E’ così che dimenticare il bersaglio si rivela il modo migliore per colpire il centro.
Ci sono altre considerazioni importanti, da fare in proposito.
Torniamo alla nostra lama, da affilare “senza scopo né profitto” ma solo per realizzarne la natura intrinseca di “lama affilata”. E chiediamoci: come riconoscere quando tale condizione è stata raggiunta?
Com’è possibile capire, in altre parole, quando interrompere il processo di affilatura perché questo è arrivato al suo massimo e al punto di non plus ultra?
La risposta questa volta è semplice e diretta: non è possibile.

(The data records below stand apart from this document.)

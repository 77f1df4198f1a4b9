//! Transport server: turns inbound request envelopes into request/response
//! adapter pairs and hands them to a handler.
//!
//! Lifecycle is `Idle -> Listening -> Closed`, one way. Inbound messages are
//! dispatched one at a time in delivery order; a message delivered while a
//! dispatch is running is queued and drained by the running dispatch. Handler
//! futures run on their own tasks, so a slow handler never blocks dispatch.

use std::any::Any;
use std::collections::{HashMap, VecDeque};
use std::future::Future;
use std::pin::Pin;
use std::sync::atomic::{AtomicBool, AtomicU64, AtomicU8, Ordering};
use std::sync::{Arc, Mutex, MutexGuard};

use serde_json::Value;
use tracing::{debug, info, warn};

use crate::channel::{Channel, MessageHandler, Subscription};
use crate::config::TransportConfig;
use crate::error::{Result, TransportError};
use crate::instance::{generate_instance_id, InstanceFilter, Role};
use crate::protocol::{message_len, Envelope, ErrorEnvelope, RequestEnvelope};
use crate::request::EmulatedRequest;
use crate::response::EmulatedResponse;

/// Future returned by a [`RequestHandler`].
pub type HandlerFuture = Pin<Box<dyn Future<Output = Result<()>> + Send>>;

/// The framework seam: receives each accepted request with its response.
///
/// Implemented for any `Fn(EmulatedRequest, EmulatedResponse) -> impl Future`,
/// so plain async closures can be registered directly.
pub trait RequestHandler: Send + Sync + 'static {
    fn handle(&self, request: EmulatedRequest, response: EmulatedResponse) -> HandlerFuture;
}

impl<F, Fut> RequestHandler for F
where
    F: Fn(EmulatedRequest, EmulatedResponse) -> Fut + Send + Sync + 'static,
    Fut: Future<Output = Result<()>> + Send + 'static,
{
    fn handle(&self, request: EmulatedRequest, response: EmulatedResponse) -> HandlerFuture {
        Box::pin(self(request, response))
    }
}

#[derive(Debug, Clone, Copy, PartialEq, Eq)]
#[repr(u8)]
/// Server lifecycle.
pub enum ServerState {
    /// Constructed, not yet subscribed.
    Idle = 0,
    /// Subscribed and dispatching requests.
    Listening = 1,
    /// Unsubscribed for good.
    Closed = 2,
}

impl From<u8> for ServerState {
    fn from(value: u8) -> Self {
        match value {
            0 => ServerState::Idle,
            1 => ServerState::Listening,
            _ => ServerState::Closed,
        }
    }
}

/// Snapshot of server counters.
#[derive(Debug, Clone, Default, PartialEq, Eq)]
pub struct ServerStats {
    /// Messages delivered by the channel.
    pub received: u64,
    /// Requests handed to the handler.
    pub dispatched: u64,
    /// Well-formed messages not meant for this server.
    pub ignored: u64,
    /// Messages that failed to decode or validate.
    pub malformed: u64,
    /// Requests answered with an error envelope.
    pub errors: u64,
    /// Responses not yet finalized.
    pub inflight: usize,
}

#[derive(Default)]
struct ServerCounters {
    received: AtomicU64,
    dispatched: AtomicU64,
    ignored: AtomicU64,
    malformed: AtomicU64,
    errors: AtomicU64,
}

struct ServerShared {
    instance_id: String,
    filter: InstanceFilter,
    channel: Arc<dyn Channel>,
    max_message_size: Option<usize>,
    state: AtomicU8,
    handler: Mutex<Option<Arc<dyn RequestHandler>>>,
    inflight: Mutex<HashMap<u64, EmulatedResponse>>,
    next_slot: AtomicU64,
    inbox: Mutex<VecDeque<Value>>,
    dispatching: AtomicBool,
    counters: ServerCounters,
}

fn relock<T>(mutex: &Mutex<T>) -> MutexGuard<'_, T> {
    mutex.lock().unwrap_or_else(|poisoned| poisoned.into_inner())
}

fn panic_message(payload: Box<dyn Any + Send>) -> String {
    if let Some(s) = payload.downcast_ref::<&str>() {
        (*s).to_string()
    } else if let Some(s) = payload.downcast_ref::<String>() {
        s.clone()
    } else {
        "handler panicked".to_string()
    }
}

impl ServerShared {
    fn state(&self) -> ServerState {
        ServerState::from(self.state.load(Ordering::SeqCst))
    }

    fn pop_inbox(&self) -> Option<Value> {
        relock(&self.inbox).pop_front()
    }

    /// Queues `message` and drains the inbox unless a drain is already running.
    fn enqueue(self: &Arc<Self>, message: Value) {
        relock(&self.inbox).push_back(message);
        loop {
            if self.dispatching.swap(true, Ordering::AcqRel) {
                return;
            }
            while let Some(next) = self.pop_inbox() {
                self.dispatch(next);
            }
            self.dispatching.store(false, Ordering::Release);
            if relock(&self.inbox).is_empty() {
                return;
            }
        }
    }

    fn dispatch(self: &Arc<Self>, message: Value) {
        self.counters.received.fetch_add(1, Ordering::Relaxed);
        if self.state() != ServerState::Listening {
            self.counters.ignored.fetch_add(1, Ordering::Relaxed);
            return;
        }

        let size = message_len(&message);
        let envelope = match Envelope::from_value(message) {
            Ok(envelope) => envelope,
            Err(e) => {
                self.counters.malformed.fetch_add(1, Ordering::Relaxed);
                debug!(instance_id = %self.instance_id, error = %e, "dropping malformed message");
                return;
            }
        };
        let Envelope::Request(request) = envelope else {
            self.counters.ignored.fetch_add(1, Ordering::Relaxed);
            return;
        };
        if !self.filter.accepts(request.instance_id.as_deref()) {
            self.counters.ignored.fetch_add(1, Ordering::Relaxed);
            debug!(
                id = %request.id,
                instance_id = ?request.instance_id,
                own = %self.instance_id,
                "request for another instance ignored"
            );
            return;
        }

        let id = request.id.clone();
        let instance_id = request.instance_id.clone();
        if let Err(e) = self.accept(request, size) {
            self.counters.errors.fetch_add(1, Ordering::Relaxed);
            warn!(id = %id, error = %e, "request failed before reaching the handler");
            self.send_error(id, instance_id, &e);
        }
    }

    fn accept(self: &Arc<Self>, request: RequestEnvelope, size: usize) -> Result<()> {
        if let Some(max_size) = self.max_message_size {
            if size > max_size {
                return Err(TransportError::MessageTooLarge { size, max_size });
            }
        }

        let response = EmulatedResponse::new(
            request.id.clone(),
            request.instance_id.clone(),
            self.channel.clone(),
        )
        .with_max_message_size(self.max_message_size);
        let request = EmulatedRequest::from_envelope(request)?;

        let handler = relock(&self.handler).clone();
        let Some(handler) = handler else {
            return Err(TransportError::HandlerError {
                message: "no request handler registered".to_string(),
            });
        };

        self.track_inflight(&response);
        self.counters.dispatched.fetch_add(1, Ordering::Relaxed);
        debug!(id = %request.id(), method = %request.method(), url = %request.url(), "dispatching request");

        let shared = self.clone();
        tokio::spawn(async move {
            let answer = response.clone();
            let outcome = tokio::spawn(async move { handler.handle(request, answer).await }).await;
            let message = match outcome {
                Ok(Ok(())) => return,
                Ok(Err(TransportError::HandlerError { message })) => message,
                Ok(Err(e)) => e.to_string(),
                Err(join) if join.is_panic() => panic_message(join.into_panic()),
                Err(_) => "handler task cancelled".to_string(),
            };
            let err = TransportError::HandlerError { message };
            if response.fail(&err) {
                shared.counters.errors.fetch_add(1, Ordering::Relaxed);
                warn!(id = %response.request_id(), error = %err, "handler failed");
            } else {
                debug!(id = %response.request_id(), error = %err, "handler failed after responding");
            }
        });
        Ok(())
    }

    fn track_inflight(self: &Arc<Self>, response: &EmulatedResponse) {
        let slot = self.next_slot.fetch_add(1, Ordering::Relaxed);
        relock(&self.inflight).insert(slot, response.clone());
        let weak = Arc::downgrade(self);
        response.on_finish(move |_| {
            if let Some(shared) = weak.upgrade() {
                relock(&shared.inflight).remove(&slot);
            }
        });
    }

    fn send_error(&self, id: String, instance_id: Option<String>, err: &TransportError) {
        let envelope: Envelope = ErrorEnvelope::from_error(id, err)
            .with_instance_id(instance_id)
            .into();
        let sent = envelope
            .to_value()
            .and_then(|message| self.channel.send(message));
        if let Err(e) = sent {
            warn!(id = %envelope.id(), error = %e, "failed to send error envelope");
        }
    }
}

/// Answers requests arriving on a channel.
pub struct TransportServer {
    shared: Arc<ServerShared>,
    subscription: Mutex<Option<Subscription>>,
}

impl TransportServer {
    /// Creates an idle server. The instance id comes from `config` or is
    /// generated.
    pub fn new(channel: Arc<dyn Channel>, config: TransportConfig) -> Result<Self> {
        config.validate()?;
        let instance_id = config
            .instance_id
            .clone()
            .unwrap_or_else(|| generate_instance_id(Role::Server));
        Ok(Self {
            shared: Arc::new(ServerShared {
                filter: InstanceFilter::new(instance_id.clone(), config.accept_untagged),
                instance_id,
                channel,
                max_message_size: config.max_message_size,
                state: AtomicU8::new(ServerState::Idle as u8),
                handler: Mutex::new(None),
                inflight: Mutex::new(HashMap::new()),
                next_slot: AtomicU64::new(0),
                inbox: Mutex::new(VecDeque::new()),
                dispatching: AtomicBool::new(false),
                counters: ServerCounters::default(),
            }),
            subscription: Mutex::new(None),
        })
    }

    /// Registers an async closure as the request handler, replacing any
    /// previous one.
    pub fn on_request<F, Fut>(&self, handler: F)
    where
        F: Fn(EmulatedRequest, EmulatedResponse) -> Fut + Send + Sync + 'static,
        Fut: Future<Output = Result<()>> + Send + 'static,
    {
        self.set_handler(handler);
    }

    pub fn set_handler(&self, handler: impl RequestHandler) {
        *relock(&self.shared.handler) = Some(Arc::new(handler));
    }

    /// Starts accepting requests. Calling it again while listening is a no-op.
    pub fn listen(&self) -> Result<()> {
        let mut subscription = relock(&self.subscription);
        match self.shared.state() {
            ServerState::Listening => return Ok(()),
            ServerState::Closed => return Err(TransportError::ServerClosed),
            ServerState::Idle => {}
        }

        let weak = Arc::downgrade(&self.shared);
        let on_message: MessageHandler = Arc::new(move |message| {
            if let Some(shared) = weak.upgrade() {
                shared.enqueue(message);
            }
        });
        // state first so messages delivered right after subscribing dispatch
        self.shared
            .state
            .store(ServerState::Listening as u8, Ordering::SeqCst);
        *subscription = Some(self.shared.channel.subscribe(on_message));
        info!(instance_id = %self.shared.instance_id, "server listening");
        Ok(())
    }

    /// Disposes every unfinished response and unsubscribes. Idempotent.
    pub fn close(&self) {
        let mut subscription = relock(&self.subscription);
        let previous = self
            .shared
            .state
            .swap(ServerState::Closed as u8, Ordering::SeqCst);
        if ServerState::from(previous) == ServerState::Closed {
            return;
        }

        let inflight: Vec<EmulatedResponse> = relock(&self.shared.inflight)
            .drain()
            .map(|(_, response)| response)
            .collect();
        let disposed = inflight.len();
        for response in inflight {
            response.dispose();
        }
        relock(&self.shared.inbox).clear();
        if let Some(subscription) = subscription.take() {
            subscription.unsubscribe();
        }
        info!(instance_id = %self.shared.instance_id, disposed, "server closed");
    }

    pub fn state(&self) -> ServerState {
        self.shared.state()
    }

    pub fn is_listening(&self) -> bool {
        self.state() == ServerState::Listening
    }

    pub fn instance_id(&self) -> &str {
        &self.shared.instance_id
    }

    /// Responses handed to the handler and not yet finalized.
    pub fn inflight_count(&self) -> usize {
        relock(&self.shared.inflight).len()
    }

    pub fn stats(&self) -> ServerStats {
        let c = &self.shared.counters;
        ServerStats {
            received: c.received.load(Ordering::Relaxed),
            dispatched: c.dispatched.load(Ordering::Relaxed),
            ignored: c.ignored.load(Ordering::Relaxed),
            malformed: c.malformed.load(Ordering::Relaxed),
            errors: c.errors.load(Ordering::Relaxed),
            inflight: self.inflight_count(),
        }
    }
}

impl std::fmt::Debug for TransportServer {
    fn fmt(&self, f: &mut std::fmt::Formatter<'_>) -> std::fmt::Result {
        f.debug_struct("TransportServer")
            .field("instance_id", &self.shared.instance_id)
            .field("state", &self.state())
            .field("inflight", &self.inflight_count())
            .finish()
    }
}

Lo stesso concetto di “massimo” e di “non plus ultra” è estraneo alla visione zen e inconcepibile, dal momento che l’idea di una condizione di perfezione futura e raggiungibile, renderebbe necessariamente imperfetta ogni altra condizione precedente o che non sia simile a questa.
In tal caso la perfezione sarebbe considerata un punto d’arrivo – un bersaglio – e questo porterebbe a bruciare le tappe dei passaggi precedenti, che non sarebbero più “senza scopo né profitto”.

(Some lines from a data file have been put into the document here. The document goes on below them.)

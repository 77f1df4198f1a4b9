//! Transport configuration, loadable from TOML or JSON.

use std::path::Path;
use std::time::Duration;

use serde::{Deserialize, Serialize};

use crate::error::{Result, TransportError};
use crate::logging::{init_logging, LogLevel};

/// Default per-request timeout in milliseconds.
pub const DEFAULT_TIMEOUT_MS: u64 = 30_000;

/// Settings shared by servers and clients. Durations are in milliseconds.
#[derive(Debug, Clone, PartialEq, Eq, Serialize, Deserialize)]
#[serde(rename_all = "camelCase", default)]
pub struct TransportConfig {
    /// Routing id; generated per role when absent.
    #[serde(skip_serializing_if = "Option::is_none")]
    pub instance_id: Option<String>,
    /// Request timeout. 0 disables it.
    pub timeout: u64,
    #[serde(skip_serializing_if = "Option::is_none")]
    pub max_message_size: Option<usize>,
    /// Log level for [`init_logging`](Self::init_logging). Servers and clients
    /// never install a subscriber on their own.
    pub logging: LogLevel,
    /// Also accept envelopes that carry no instance id.
    pub accept_untagged: bool,
    #[serde(skip_serializing_if = "Option::is_none")]
    pub expiry_sweep_interval: Option<u64>,
}

impl Default for TransportConfig {
    fn default() -> Self {
        Self {
            instance_id: None,
            timeout: DEFAULT_TIMEOUT_MS,
            max_message_size: None,
            logging: LogLevel::Info,
            accept_untagged: false,
            expiry_sweep_interval: None,
        }
    }
}

impl TransportConfig {
    pub fn new() -> Self {
        Self::default()
    }

    /// Loads and validates a config file, picking the format from its extension.
    pub fn from_file(path: &Path) -> Result<Self> {
        let contents = std::fs::read_to_string(path)?;
        let ext = path
            .extension()
            .and_then(|e| e.to_str())
            .unwrap_or_default();

        let config = match ext.to_lowercase().as_str() {
            "toml" => Self::from_toml_str(&contents)?,
            "json" => Self::from_json_str(&contents)?,
            _ => {
                return Err(TransportError::Config(format!(
                    "unsupported config file extension: {}",
                    ext
                )))
            }
        };
        config.validate()?;
        Ok(config)
    }

    pub fn from_json_str(contents: &str) -> Result<Self> {
        serde_json::from_str(contents).map_err(|e| TransportError::Config(e.to_string()))
    }

    pub fn from_toml_str(contents: &str) -> Result<Self> {
        toml::from_str(contents).map_err(|e| TransportError::Config(e.to_string()))
    }

    pub fn validate(&self) -> Result<()> {
        if self.max_message_size == Some(0) {
            return Err(TransportError::Config(
                "maxMessageSize must be greater than zero".to_string(),
            ));
        }
        if self.expiry_sweep_interval == Some(0) {
            return Err(TransportError::Config(
                "expirySweepInterval must be greater than zero".to_string(),
            ));
        }
        if self.instance_id.as_deref().is_some_and(str::is_empty) {
            return Err(TransportError::Config("instanceId must not be empty".to_string()));
        }
        Ok(())
    }

    /// The request timeout, or `None` when disabled.
    pub fn timeout(&self) -> Option<Duration> {
        (self.timeout > 0).then(|| Duration::from_millis(self.timeout))
    }

    pub fn expiry_sweep_interval(&self) -> Option<Duration> {
        self.expiry_sweep_interval
            .filter(|ms| *ms > 0)
            .map(Duration::from_millis)
    }

    /// Installs the global log subscriber at the configured level.
    pub fn init_logging(&self) -> bool {
        init_logging(self.logging)
    }

    pub fn with_instance_id(mut self, instance_id: impl Into<String>) -> Self {
        self.instance_id = Some(instance_id.into());
        self
    }

    pub fn with_timeout(mut self, timeout: Duration) -> Self {
        self.timeout = timeout.as_millis() as u64;
        self
    }

    pub fn with_max_message_size(mut self, max: usize) -> Self {
        self.max_message_size = Some(max);
        self
    }

    pub fn with_logging(mut self, level: LogLevel) -> Self {
        self.logging = level;
        self
    }

    pub fn with_accept_untagged(mut self, accept: bool) -> Self {
        self.accept_untagged = accept;
        self
    }

    pub fn with_expiry_sweep_interval(mut self, interval: Duration) -> Self {
        self.expiry_sweep_interval = Some(interval.as_millis() as u64);
        self
    }
}

#[cfg(test)]
mod tests {
    use super::*;
    use std::io::Write;
    use tempfile::NamedTempFile;

    #[test]
    fn test_default_values() {
        let config = TransportConfig::default();
        assert!(config.instance_id.is_none());
        assert_eq!(config.timeout, 30_000);
        assert_eq!(config.timeout(), Some(Duration::from_secs(30)));
        assert!(config.max_message_size.is_none());
        assert_eq!(config.logging, LogLevel::Info);
        assert!(!config.accept_untagged);
        assert!(config.expiry_sweep_interval().is_none());
        assert!(config.validate().is_ok());
    }

    #[test]
    fn test_logging_off_installs_nothing() {
        let config = TransportConfig::new().with_logging(LogLevel::None);
        assert!(!config.init_logging());
    }

    #[test]
    fn test_zero_timeout_disables() {
        let config = TransportConfig::new().with_timeout(Duration::ZERO);
        assert_eq!(config.timeout(), None);
    }

    #[test]
    fn test_camel_case_json() {
        let config = TransportConfig::from_json_str(
            r#"{"instanceId": "server_A", "timeout": 500, "maxMessageSize": 1024,
                "logging": "debug", "acceptUntagged": true}"#,
        )
        .unwrap();
        assert_eq!(config.instance_id.as_deref(), Some("server_A"));
        assert_eq!(config.timeout(), Some(Duration::from_millis(500)));
        assert_eq!(config.max_message_size, Some(1024));
        assert_eq!(config.logging, LogLevel::Debug);
        assert!(config.accept_untagged);

        let out = serde_json::to_value(&config).unwrap();
        assert_eq!(out["instanceId"], "server_A");
        assert!(out.get("expirySweepInterval").is_none());
    }

    #[test]
    fn test_unknown_level_rejected() {
        let err = TransportConfig::from_json_str(r#"{"logging": "loud"}"#).unwrap_err();
        assert!(matches!(err, TransportError::Config(_)));
    }

    #[test]
    fn test_validate_rejects_zero_sizes() {
        assert!(TransportConfig::new().with_max_message_size(0).validate().is_err());
        let mut config = TransportConfig::new();
        config.expiry_sweep_interval = Some(0);
        assert!(config.validate().is_err());
        assert!(TransportConfig::new().with_instance_id("").validate().is_err());
    }

    #[test]
    fn test_from_file_json() {
        let mut file = NamedTempFile::with_suffix(".json").unwrap();
        writeln!(
            file,
            r#"{{
                "instanceId": "client_B",
                "timeout": 0,
                "expirySweepInterval": 1000
            }}"#
        )
        .unwrap();

        let config = TransportConfig::from_file(file.path()).unwrap();
        assert_eq!(config.instance_id.as_deref(), Some("client_B"));
        assert_eq!(config.timeout(), None);
        assert_eq!(config.expiry_sweep_interval(), Some(Duration::from_secs(1)));
    }

    #[test]
    fn test_from_file_toml() {
        let mut file = NamedTempFile::with_suffix(".toml").unwrap();
        writeln!(
            file,
            r#"
instanceId = "server_A"
timeout = 2500
maxMessageSize = 65536
logging = "warn"
acceptUntagged = true
            "#
        )
        .unwrap();

        let config = TransportConfig::from_file(file.path()).unwrap();
        assert_eq!(config.instance_id.as_deref(), Some("server_A"));
        assert_eq!(config.timeout, 2500);
        assert_eq!(config.max_message_size, Some(65536));
        assert_eq!(config.logging, LogLevel::Warn);
        assert!(config.accept_untagged);
    }

    #[test]
    fn test_from_file_invalid_values() {
        let mut file = NamedTempFile::with_suffix(".toml").unwrap();
        writeln!(file, "maxMessageSize = 0").unwrap();
        assert!(TransportConfig::from_file(file.path()).is_err());
    }

    #[test]
    fn test_from_file_unsupported_extension() {
        let file = NamedTempFile::with_suffix(".yaml").unwrap();
        let err = TransportConfig::from_file(file.path()).unwrap_err();
        assert!(err.to_string().contains("yaml"));
    }

    #[test]
    fn test_from_file_missing() {
        let err = TransportConfig::from_file(Path::new("/nonexistent/chanfetch.toml")).unwrap_err();
        assert!(matches!(err, TransportError::IoError(_)));
    }
}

E invece ad ogni passaggio, se eseguito in modo impeccabile, la lama è perfettamente affilata!
Ciò non toglie che, al prossimo passaggio, potrà essere più affilata di quanto sia ora, e che questa prossima condizione, benché inferiore a quella che forse seguirà, sia ancora assolutamente perfetta.
E’ come percorrere un sentiero impervio e sconosciuto, di notte, disponendo solo di una torcia. Se proiettiamo il fascio molto avanti, per cercare di individuare la meta, rischiamo di cadere e di non raggiungerla mai. In queste condizioni, tutta la nostra luce e tutta la nostra attenzione non potranno che andare al passo che stiamo facendo. E poco importa che questo sia più vicino alla meta di quello cha abbiamo appena fatto, o più lontano del prossimo che faremo: ciò che conta è solo fare al meglio questo passo, indipendentemente dalla sua posizione rispetto alla meta.
Un passo che sarà perfetto e perfettamente eseguito nella misura in cui, relativamente alle nostre condizioni e a quelle del terreno, ci porterà ad avanzare – nel modo migliore – appunto di un passo.
Così la lama è perfettamente affilata ogni volta in cui un singolo step del processo di affilatura è stato eseguito nel modo migliore possibile.
La principale implicazione pratica di questo approccio al compito è che, non esistendo un riferimento teorico né una procedura standard a cui adeguarsi, lo stesso concetto di “ripetizione” non trova spazio, ma ogni esecuzione rappresenta un’occasione per realizzare il compito stesso nel modo migliore, ciò che si traduce nella possibilità di un continuo e costante incremento della performance.
Né esiste la possibilità di un decremento rispetto alle prestazioni passate, dato che lo standard precedente rappresenta un bagaglio comunque già acquisito, e perciò costituisce il punto di partenza da cui prende avvio la nuova esecuzione.
Il paragone con un’attività fisica è quasi scontato ma vale da esempio: se ogni prova viene affrontata con il massimo dell’impegno, è evidente che la forza e l’abilità non potranno che crescere, poiché il risultato della prestazione precedente costituisce la base da cui prende avvio la successiva.
Queste semplici constatazioni sono alla base dell’approccio kaizen, una potente filosofia manageriale che sostituisce al tradizionale concetto di “obiettivo” – tipico di una visione finalistica e orientata al risultato – quello di “miglioramento continuo”, inteso come un processo aperto e in continua evoluzione il cui fine non è tanto il raggiungimento di un risultato pre-stabilito, quanto piuttosto il costante miglioramento di ogni singolo step del processo. Un miglioramento che non viene ottenuto adeguando le procedure a uno standard ma operando al meglio, e utilizzando semmai lo standard acquisito come un supporto e una base di partenza.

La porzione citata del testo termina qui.